» **Input data**:
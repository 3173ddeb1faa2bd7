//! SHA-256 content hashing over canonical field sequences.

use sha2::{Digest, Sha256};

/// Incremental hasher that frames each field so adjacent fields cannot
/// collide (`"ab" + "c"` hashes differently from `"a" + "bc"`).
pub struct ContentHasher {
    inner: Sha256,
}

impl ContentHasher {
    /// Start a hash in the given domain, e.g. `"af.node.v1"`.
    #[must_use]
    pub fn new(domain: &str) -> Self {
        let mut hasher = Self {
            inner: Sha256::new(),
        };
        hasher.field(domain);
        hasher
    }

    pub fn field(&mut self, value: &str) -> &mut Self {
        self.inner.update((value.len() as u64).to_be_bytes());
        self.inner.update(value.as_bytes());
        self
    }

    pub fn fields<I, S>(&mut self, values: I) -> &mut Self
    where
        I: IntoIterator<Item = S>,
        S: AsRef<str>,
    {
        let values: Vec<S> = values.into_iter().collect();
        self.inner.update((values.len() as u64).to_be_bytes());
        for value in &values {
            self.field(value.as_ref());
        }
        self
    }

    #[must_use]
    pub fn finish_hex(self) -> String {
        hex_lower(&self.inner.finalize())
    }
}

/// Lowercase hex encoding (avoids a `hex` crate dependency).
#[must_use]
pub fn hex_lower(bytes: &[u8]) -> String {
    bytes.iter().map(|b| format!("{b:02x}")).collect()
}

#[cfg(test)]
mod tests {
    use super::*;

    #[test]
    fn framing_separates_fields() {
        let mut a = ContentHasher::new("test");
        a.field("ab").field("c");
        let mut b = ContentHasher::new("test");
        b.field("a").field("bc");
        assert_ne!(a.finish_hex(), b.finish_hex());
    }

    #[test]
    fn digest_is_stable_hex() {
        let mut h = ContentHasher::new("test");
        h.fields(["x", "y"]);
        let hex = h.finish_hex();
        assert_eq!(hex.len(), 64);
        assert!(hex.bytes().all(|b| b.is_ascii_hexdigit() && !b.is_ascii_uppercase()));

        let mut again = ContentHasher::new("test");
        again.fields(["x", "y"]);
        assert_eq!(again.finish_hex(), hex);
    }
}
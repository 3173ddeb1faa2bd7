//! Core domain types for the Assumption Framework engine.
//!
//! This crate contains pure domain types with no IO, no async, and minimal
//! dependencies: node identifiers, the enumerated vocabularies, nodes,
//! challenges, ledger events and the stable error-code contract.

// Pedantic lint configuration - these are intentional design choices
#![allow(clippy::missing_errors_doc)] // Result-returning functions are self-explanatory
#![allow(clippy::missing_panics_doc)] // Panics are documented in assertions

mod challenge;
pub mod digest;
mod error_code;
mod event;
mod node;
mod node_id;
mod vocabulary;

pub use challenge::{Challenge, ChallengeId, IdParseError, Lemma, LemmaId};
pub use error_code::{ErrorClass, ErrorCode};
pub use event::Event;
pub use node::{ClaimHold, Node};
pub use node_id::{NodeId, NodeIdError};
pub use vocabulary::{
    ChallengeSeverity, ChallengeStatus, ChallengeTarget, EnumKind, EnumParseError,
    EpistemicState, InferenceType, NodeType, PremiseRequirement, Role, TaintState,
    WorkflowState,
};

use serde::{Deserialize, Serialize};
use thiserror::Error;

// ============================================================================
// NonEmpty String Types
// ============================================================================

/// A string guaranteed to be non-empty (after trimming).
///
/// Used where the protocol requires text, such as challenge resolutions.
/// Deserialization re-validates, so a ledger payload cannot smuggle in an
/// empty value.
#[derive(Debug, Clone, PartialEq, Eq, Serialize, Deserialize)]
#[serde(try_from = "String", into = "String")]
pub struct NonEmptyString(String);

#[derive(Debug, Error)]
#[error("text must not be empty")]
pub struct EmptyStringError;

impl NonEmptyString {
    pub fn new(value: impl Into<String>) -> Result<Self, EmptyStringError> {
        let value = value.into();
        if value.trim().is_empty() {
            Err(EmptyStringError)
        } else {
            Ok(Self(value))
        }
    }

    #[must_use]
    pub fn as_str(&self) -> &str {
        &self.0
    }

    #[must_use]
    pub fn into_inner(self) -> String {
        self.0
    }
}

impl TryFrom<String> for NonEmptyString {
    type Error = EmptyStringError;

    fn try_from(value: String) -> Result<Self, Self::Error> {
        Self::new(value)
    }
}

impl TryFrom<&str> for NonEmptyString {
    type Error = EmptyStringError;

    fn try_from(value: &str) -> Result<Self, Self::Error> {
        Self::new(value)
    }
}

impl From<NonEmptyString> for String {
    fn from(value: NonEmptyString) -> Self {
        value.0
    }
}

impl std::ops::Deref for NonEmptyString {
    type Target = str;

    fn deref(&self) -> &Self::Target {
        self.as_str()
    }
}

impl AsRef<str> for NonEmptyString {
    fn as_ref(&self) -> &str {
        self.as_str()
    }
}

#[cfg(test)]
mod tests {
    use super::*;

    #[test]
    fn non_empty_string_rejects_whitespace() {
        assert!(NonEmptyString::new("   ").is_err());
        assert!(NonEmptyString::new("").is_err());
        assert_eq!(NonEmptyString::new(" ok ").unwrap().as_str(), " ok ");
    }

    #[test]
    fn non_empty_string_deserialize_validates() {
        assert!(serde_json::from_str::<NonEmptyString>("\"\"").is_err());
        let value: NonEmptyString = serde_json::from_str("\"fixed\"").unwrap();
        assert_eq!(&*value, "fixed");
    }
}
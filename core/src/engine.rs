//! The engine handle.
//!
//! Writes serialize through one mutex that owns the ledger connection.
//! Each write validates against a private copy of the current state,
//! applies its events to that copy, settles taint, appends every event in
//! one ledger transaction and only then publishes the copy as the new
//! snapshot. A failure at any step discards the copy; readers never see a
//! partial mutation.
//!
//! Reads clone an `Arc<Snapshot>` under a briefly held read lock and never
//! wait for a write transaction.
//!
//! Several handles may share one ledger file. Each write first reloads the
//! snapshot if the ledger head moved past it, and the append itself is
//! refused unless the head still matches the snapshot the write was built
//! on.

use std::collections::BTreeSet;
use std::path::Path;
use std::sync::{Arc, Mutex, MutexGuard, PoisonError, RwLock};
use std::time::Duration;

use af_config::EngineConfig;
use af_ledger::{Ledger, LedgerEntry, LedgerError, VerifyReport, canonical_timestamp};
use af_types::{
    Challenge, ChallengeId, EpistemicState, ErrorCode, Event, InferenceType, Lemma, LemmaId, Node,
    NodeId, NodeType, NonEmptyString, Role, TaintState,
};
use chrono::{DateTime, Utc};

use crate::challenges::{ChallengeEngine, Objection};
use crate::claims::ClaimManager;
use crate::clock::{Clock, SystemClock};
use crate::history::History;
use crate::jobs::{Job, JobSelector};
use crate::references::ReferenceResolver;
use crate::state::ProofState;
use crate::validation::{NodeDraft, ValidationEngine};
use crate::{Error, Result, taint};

» **Action item**: What you output must be the lines from the opening of the material above up to and including the line with "let values: Vec<S>", reproduced exactly.

» **Solution to this task**:
repository 3173ddeb1faa2bd7
//! SHA-256 content hashing over canonical field sequences.

use sha2::{Digest, Sha256};

/// Incremental hasher that frames each field so adjacent fields cannot
/// collide (`"ab" + "c"` hashes differently from `"a" + "bc"`).
pub struct ContentHasher {
    inner: Sha256,
}

impl ContentHasher {
    /// Start a hash in the given domain, e.g. `"af.node.v1"`.
    #[must_use]
    pub fn new(domain: &str) -> Self {
        let mut hasher = Self {
            inner: Sha256::new(),
        };
        hasher.field(domain);
        hasher
    }

    pub fn field(&mut self, value: &str) -> &mut Self {
        self.inner.update((value.len() as u64).to_be_bytes());
        self.inner.update(value.as_bytes());
        self
    }

    pub fn fields<I, S>(&mut self, values: I) -> &mut Self
    where
        I: IntoIterator<Item = S>,
        S: AsRef<str>,
    {
        let values: Vec<S> = values.into_iter().collect();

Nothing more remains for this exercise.